Source: https://www.complexip.com/ex-employee-access-password-protected-computer-violates-cfaa/
Timestamp: 2019-04-20 08:53:52+00:00

Document:
In a second round with the Computer Fraud and Abuse Act (“CFAA”), 18 U.S.C. § 1030, Defendant David Nosal’s conviction was affirmed by the Ninth Circuit Court of Appeals because he obtained access credentials (passwords) for his former employer, Korn/Ferry’s, database from his former executive assistant, Jacqueline Froehlich-L’Heureaux (“FH”) who remained at Korn/Ferry at Nosal’s request. “[A] person uses a computer ‘without authorization’ under [the CFAA and violates the CFAA] … when the employer has rescinded permission to access the computer and the defendant uses the computer anyway.” U.S. v. Nosal, Case No. 14-10037 (9th Cir. July 5, 2016) (Available Here). Earlier, the Ninth Circuit had reversed Nosal’s conviction under the CFAA when he was charged with stealing data while employed by Korn/Ferry. United States v. Nosal (Nosal I), 676 F.3d 854 (9th Cir. 2012) (en banc).
The Court considered the scope of CFAA criminal penalties on whoever “knowingly and with intent to defraud, accesses a protected computer without authorization, or exceeds authorized access, and by means of such conduct furthers the intended fraud and obtains anything of value.” Id. § 1030(a)(4). In summary, the appeals panel affirmed the convictions for knowingly and with intent to defraud accessing a protected computer ”without authorization,” in violation of the Computer Fraud and Abuse Act (CFAA), and for trade secret theft, in violation of the Economic Espionage Act (EEA). Nosal’ s convictions under the EEA for downloading, receiving and possessing trade secrets in the form of source lists from Korn/Ferry’s database, Searcher, was affirmed.
The facts were different in the current conviction under review. Nosal and his co-conspirators, after he left Korn/Ferry continued to access the database using the credentials of Nosal’s former executive assistant FH who remained at Korn/Ferry at Nosal’s request. The question considered was whether the jury properly convicted Nosal of conspiracy to violate the ”without authorization” provision of the CF AA for unauthorized access to, and downloads from, his former employer’s database called Searcher.
Password sharing was not the issue in Nosal II. FH had no authority from Korn/Ferry to provide her password to Nosal and other former employees. Nosal accessed the Korn/Ferry database, Searcher, which included data from a number of public and quasi-public sources like Linkedln, corporate filings and Internet searches, and also included internal, non-public sources, such as personal connections, unsolicited resumes sent to Korn/Ferry and data inputted directly by candidates via Korn/Ferry’s website. After Nosal left Korn/Ferry, Nosal, and co-defendants Christian and Jacobson borrowed access credentials from FH, who stayed on at Korn/Ferry at Nosal’s request.
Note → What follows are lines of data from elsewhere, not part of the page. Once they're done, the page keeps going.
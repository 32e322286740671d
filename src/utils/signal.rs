//! Termination signal handling.

use anyhow::{Context, Result};

/// Wait until the process receives SIGINT, SIGTERM, or SIGHUP and return the
/// signal's name. Only SIGINT (Ctrl-C) is watched on non-Unix platforms.
///
/// # Errors
///
/// Returns an error if a signal handler cannot be installed.
#[cfg(unix)]
pub async fn shutdown_signal() -> Result<&'static str> {
    use tokio::signal::unix::{SignalKind, signal};

    let mut terminate =
        signal(SignalKind::terminate()).context("Failed to install SIGTERM handler")?;
    let mut hangup = signal(SignalKind::hangup()).context("Failed to install SIGHUP handler")?;

    let name = tokio::select! {
        result = tokio::signal::ctrl_c() => {
            result.context("Failed to listen for SIGINT")?;
            "SIGINT"
        }
        _ = terminate.recv() => "SIGTERM",
        _ = hangup.recv() => "SIGHUP",
    };

    tracing::debug!("Received {name}");
    Ok(name)
}

/// Wait until the process receives SIGINT, SIGTERM, or SIGHUP and return the
/// signal's name. Only SIGINT (Ctrl-C) is watched on non-Unix platforms.
///
/// # Errors
///
/// Returns an error if a signal handler cannot be installed.
#[cfg(not(unix))]
pub async fn shutdown_signal() -> Result<&'static str> {
    tokio::signal::ctrl_c().await.context("Failed to listen for Ctrl-C")?;
    tracing::debug!("Received SIGINT");
    Ok("SIGINT")
}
The Nosal II Court cited cases form other Circuits that have construed “without authorization” as it relates to permitted/not-permitted access while employed. United States v. John, 597 F.3d 263, 272 (5th Cir. 2010) (“Access to a computer and data that can be obtained from that access may be exceeded if the purposes for which access has been given are exceeded.”), and United States v. Rodriguez, 628 F.3d 1258, 1263 (11th Cir. 2010) (holding that an employee who violates employer use restrictions “exceeds authorized access”), and Int’l Airport Ctrs., L.L.C. v. Citrin, 440 F.3d 418, 420–21 (7th Cir. 2006) (holding that while the “difference between access ‘without authorization’ and ‘exceeding authorized access’ is paper thin,” an employee who breached a duty of loyalty terminated the agency relationship and exceeded authorized access in using company laptop), and EF Cultural Travel BVv. Explorica, Inc., 274 F.3d 577, 581-84 (1st Cir. 2001) (holding that former employees who violated confidentiality agreements exceeded authorized access).
The password system adopted by Korn/Ferry is unquestionably a technological barrier designed to keep out those ”without authorization.” Had a thief stolen an employee’s password and then used it to rifle through Searcher, without doubt, access would have been without authorization. The same principle holds true here. A password requirement is designed to be a technological access barrier.